Background: Patients with metastatic radioiodine-refractory papillary thyroid carcinoma (PTC) have limited options for treatment and a poor prognosis. There is an urgent need to develop new drugs for clinical application. Apatinib is a novel small molecule tyrosine kinase inhibitor that is highly selective for vascular endothelial growth factor receptor-2 (VEGFR2) and exhibits antitumor effects in a variety of solid tumors. It has shown safety and efficacy in radioiodine-refractory differentiated thyroid cancer, but the mechanism underlying the antitumor effect is unclear. In this report, we explored the effects of apatinib on PTC in vitro and in vivo.

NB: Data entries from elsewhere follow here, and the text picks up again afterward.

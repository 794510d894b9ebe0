//! Seed documents modelled on the Maryland catalog, for demos and tests.
//!
//! Geohashes are precomputed at precision 6, the precision the seed scripts
//! write.

use serde_json::json;
use tracing::info;

use crate::{
    model::ItemKind,
    store::{Document, MemoryStore},
};

/// Configuration for test data generation
#[derive(Debug, Clone)]
pub struct TestDataConfig {
    /// Number of activity documents (capped at the seed table size)
    pub activities: usize,
    /// Number of event documents (capped at the seed table size)
    pub events: usize,
    /// Add one document without coordinates and one without a name to each collection
    pub include_incomplete: bool,
}

impl Default for TestDataConfig {
    fn default() -> Self {
        Self::sample()
    }
}

impl TestDataConfig {
    /// Minimal data for unit tests
    pub fn minimal() -> Self {
        Self {
            activities: 3,
            events: 3,
            include_incomplete: false,
        }
    }

    /// Everything in the seed tables, including incomplete records
    pub fn sample() -> Self {
        Self {
            activities: ACTIVITIES.len(),
            events: EVENTS.len(),
            include_incomplete: true,
        }
    }
}

struct SeedActivity {
    name: &'static str,
    category: &'static str,
    subcategory: &'static str,
    city: &'static str,
    zip: &'static str,
    lat: f64,
    lng: f64,
    geohash: &'static str,
    age_range: &'static str,
    is_free: bool,
}

const ACTIVITIES: [SeedActivity; 10] = [
    SeedActivity { name: "Patapsco Valley State Park", category: "Outdoor", subcategory: "Parks & Trails", city: "Ellicott City", zip: "21043", lat: 39.2904, lng: -76.7822, geohash: "dqcrsb", age_range: "All Ages", is_free: false },
    SeedActivity { name: "National Aquarium", category: "Educational & Enrichment", subcategory: "Aquariums", city: "Baltimore", zip: "21202", lat: 39.2851, lng: -76.6084, geohash: "dqcx2x", age_range: "All Ages", is_free: false },
    SeedActivity { name: "Port Discovery Children's Museum", category: "Educational & Enrichment", subcategory: "Museums", city: "Baltimore", zip: "21202", lat: 39.2896, lng: -76.6064, geohash: "dqcx8b", age_range: "0-10 kids", is_free: false },
    SeedActivity { name: "Quiet Waters Park", category: "Outdoor", subcategory: "Parks & Trails", city: "Annapolis", zip: "21403", lat: 38.9390, lng: -76.5063, geohash: "dqcte0", age_range: "All Ages", is_free: true },
    SeedActivity { name: "Annapolis Rock Climbing Gym", category: "Indoor", subcategory: "Climbing", city: "Annapolis", zip: "21401", lat: 38.9729, lng: -76.5565, geohash: "dqct9y", age_range: "Teens 13-18", is_free: false },
    SeedActivity { name: "Watkins Regional Park", category: "Outdoor", subcategory: "Playgrounds", city: "Upper Marlboro", zip: "20774", lat: 38.8882, lng: -76.7832, geohash: "dqcmhz", age_range: "Toddler & up", is_free: true },
    SeedActivity { name: "Clyde's Kids Menu Night", category: "Food & Dining", subcategory: "Kid-Friendly Dining", city: "Columbia", zip: "21045", lat: 39.2145, lng: -76.8617, geohash: "dqcr4f", age_range: "Children 4-12", is_free: false },
    SeedActivity { name: "Ocean City Boardwalk", category: "Outdoor", subcategory: "Beaches", city: "Ocean City", zip: "21842", lat: 38.3365, lng: -75.0849, geohash: "dqfd56", age_range: "All Ages", is_free: true },
    SeedActivity { name: "Glen Echo Park Carousel", category: "Outdoor", subcategory: "Rides", city: "Glen Echo", zip: "20812", lat: 38.9665, lng: -77.1391, geohash: "dqcjst", age_range: "Toddler", is_free: false },
    SeedActivity { name: "Baltimore Museum of Art", category: "Educational & Enrichment", subcategory: "Museums", city: "Baltimore", zip: "21218", lat: 39.3262, lng: -76.6194, geohash: "dqcx8r", age_range: "Adults 18+", is_free: true },
];

struct SeedEvent {
    name: &'static str,
    venue: &'static str,
    city: &'static str,
    zip: &'static str,
    lat: f64,
    lng: f64,
    geohash: &'static str,
    date: &'static str,
    age_range: &'static str,
    cost: &'static str,
}

const EVENTS: [SeedEvent; 10] = [
    SeedEvent { name: "Storytime", venue: "Barnes & Noble Annapolis", city: "Annapolis", zip: "21401", lat: 38.9903, lng: -76.5514, geohash: "dqctf1", date: "Every Saturday", age_range: "0-3", cost: "Free" },
    SeedEvent { name: "Kids Eat Free Night", venue: "Chick-fil-A Severna Park", city: "Severna Park", zip: "21146", lat: 39.0709, lng: -76.5455, geohash: "dqcw60", date: "Every Tuesday", age_range: "4-12", cost: "Free with adult purchase" },
    SeedEvent { name: "Family Movie Night", venue: "Maryland Live Casino", city: "Hanover", zip: "21076", lat: 39.1589, lng: -76.7289, geohash: "dqcqvb", date: "First Friday monthly", age_range: "All Ages", cost: "Free" },
    SeedEvent { name: "Toddler Art Class", venue: "Columbia Art Center", city: "Columbia", zip: "21045", lat: 39.2037, lng: -76.8610, geohash: "dqcr4b", date: "Every Wednesday", age_range: "0-3", cost: "$15 per class" },
    SeedEvent { name: "Free Museum Day", venue: "Maryland Science Center", city: "Baltimore", zip: "21230", lat: 39.2808, lng: -76.6122, geohash: "dqcx2w", date: "First Thursday monthly", age_range: "All Ages", cost: "Free" },
    SeedEvent { name: "Toddler Time", venue: "Bethesda Library", city: "Bethesda", zip: "20814", lat: 38.9847, lng: -77.0947, geohash: "dqcjv8", date: "Mondays & Wednesdays", age_range: "0-3", cost: "Free" },
    SeedEvent { name: "Outdoor Movie Night", venue: "Rockville Town Square", city: "Rockville", zip: "20850", lat: 39.0840, lng: -77.1528, geohash: "dqcnk7", date: "Fridays (June-August)", age_range: "All Ages", cost: "Free" },
    SeedEvent { name: "Storytime & Craft", venue: "Frederick County Public Library", city: "Frederick", zip: "21701", lat: 39.4143, lng: -77.4105, geohash: "dr0bnr", date: "Thursdays", age_range: "4-12", cost: "Free" },
    SeedEvent { name: "Beach Bonfire Night", venue: "Ocean City Beach", city: "Ocean City", zip: "21842", lat: 38.3365, lng: -75.0849, geohash: "dqfd56", date: "Saturdays (June-August)", age_range: "All Ages", cost: "Free" },
    SeedEvent { name: "Farm Day", venue: "Clarks Elioak Farm", city: "Ellicott City", zip: "21042", lat: 39.2437, lng: -76.9044, geohash: "dqcr3b", date: "Weekends (March-November)", age_range: "All Ages", cost: "$18 per person" },
];

fn activity_document(index: usize, seed: &SeedActivity) -> Document {
    let cost_type = if seed.is_free { "free" } else { "paid" };
    Document::new(
        format!("activity-{index:03}"),
        json!({
            "name": seed.name,
            "parentCategory": seed.category,
            "subcategory": seed.subcategory,
            "location": {
                "name": seed.name,
                "city": seed.city,
                "zipCode": seed.zip,
                "coordinates": {"latitude": seed.lat, "longitude": seed.lng},
                "geohash": seed.geohash,
            },
            "filters": {
                "ageRange": seed.age_range,
                "isFree": seed.is_free,
                "costType": cost_type,
            },
        }),
    )
}

fn event_document(index: usize, seed: &SeedEvent) -> Document {
    let cost = seed.cost.to_lowercase();
    let is_free = cost.contains("free") && !cost.contains("extra");
    let cost_type = if cost.contains("free") { "free" } else { "paid" };
    Document::new(
        format!("event-{index:03}"),
        json!({
            "name": seed.name,
            "type": "Event",
            "parentCategory": "Events & Programs",
            "subcategory": "Community Events",
            "eventType": "Community",
            "location": {
                "name": seed.venue,
                "city": seed.city,
                "zipCode": seed.zip,
                "coordinates": {"latitude": seed.lat, "longitude": seed.lng},
                "geohash": seed.geohash,
            },
            "eventDate": {"display": seed.date, "recurring": true},
            "filters": {
                "ageRange": seed.age_range,
                "isFree": is_free,
                "costType": cost_type,
                "costDetails": seed.cost,
            },
        }),
    )
}

fn incomplete_documents(prefix: &str) -> [Document; 2] {
    [
        Document::new(
            format!("{prefix}-no-coordinates"),
            json!({"name": "Mobile Petting Zoo", "parentCategory": "Outdoor", "location": {"city": "Anywhere"}}),
        ),
        Document::new(
            format!("{prefix}-no-name"),
            json!({
                "parentCategory": "Indoor",
                "location": {
                    "coordinates": {"latitude": 38.9784, "longitude": -76.4922},
                    "geohash": "dqcter"
                }
            }),
        ),
    ]
}

/// Build the seed documents for one kind.
pub fn sample_documents(kind: ItemKind, config: &TestDataConfig) -> Vec<Document> {
    let mut documents: Vec<Document> = match kind {
        ItemKind::Activity => ACTIVITIES
            .iter()
            .take(config.activities)
            .enumerate()
            .map(|(i, seed)| activity_document(i, seed))
            .collect(),
        ItemKind::Event => EVENTS
            .iter()
            .take(config.events)
            .enumerate()
            .map(|(i, seed)| event_document(i, seed))
            .collect(),
    };
    if config.include_incomplete {
        documents.extend(incomplete_documents(kind.collection()));
    }
    documents
}

/// A [`MemoryStore`] holding both seed collections.
pub fn create_test_store(config: &TestDataConfig) -> MemoryStore {
    info!("Creating test store with config: {:?}", config);
    let store = MemoryStore::new();
    for kind in [ItemKind::Activity, ItemKind::Event] {
        store.insert_all(kind.collection(), sample_documents(kind, config));
    }
    store
}

#[cfg(test)]
mod tests {
    use super::*;
    use crate::raw::normalize_documents;

    #[test]
    fn test_minimal_config() {
        let docs = sample_documents(ItemKind::Activity, &TestDataConfig::minimal());
        assert_eq!(docs.len(), 3);
    }

    #[test]
    fn test_sample_includes_incomplete_records() {
        let store = create_test_store(&TestDataConfig::sample());
        assert_eq!(store.len("activities"), ACTIVITIES.len() + 2);
        assert_eq!(store.len("events"), EVENTS.len() + 2);
    }

    #[test]
    fn test_seed_documents_normalize() {
        let docs = sample_documents(ItemKind::Event, &TestDataConfig::sample());
        let items = normalize_documents(ItemKind::Event, &docs);
        assert_eq!(items.len(), docs.len());
        assert!(items.iter().filter(|i| i.coordinates().is_some()).count() >= EVENTS.len());
        assert!(items.iter().take(EVENTS.len()).all(|i| i.is_recurring()));
    }
}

Methods: VEGFR2 expression level was evaluated by IHC, qPCR and WB. The effect of apatinib was assessed in terms of cell viability, colony formation and transwell assay in vitro, and tumor growth rate in vivo. Protein levels of signaling pathway were determined by western blot. Autophagy level was assessed by western blot, IF and transmission electron microscopy. Results: We found that high VEGFR2 expression is associated with tumor size, T stage and lymph node metastasis in patients with PTC and that apatinib inhibits PTC cell growth, promotes apoptosis, and induces cell cycle arrest through the PI3K/Akt/mTOR signaling pathway. Moreover, apatinib induces autophagy, and pharmacological inhibition of autophagy or small interfering RNA targeting autophagy-associated gene 5 (ATG5) can further increase PTC cell apoptosis. Conclusion: Our data suggest that apatinib can induce apoptosis and autophagy via the PI3K/Akt/mTOR signaling pathway in the treatment of PTC, and autophagy is a potential novel target for future therapy in resistant PTC.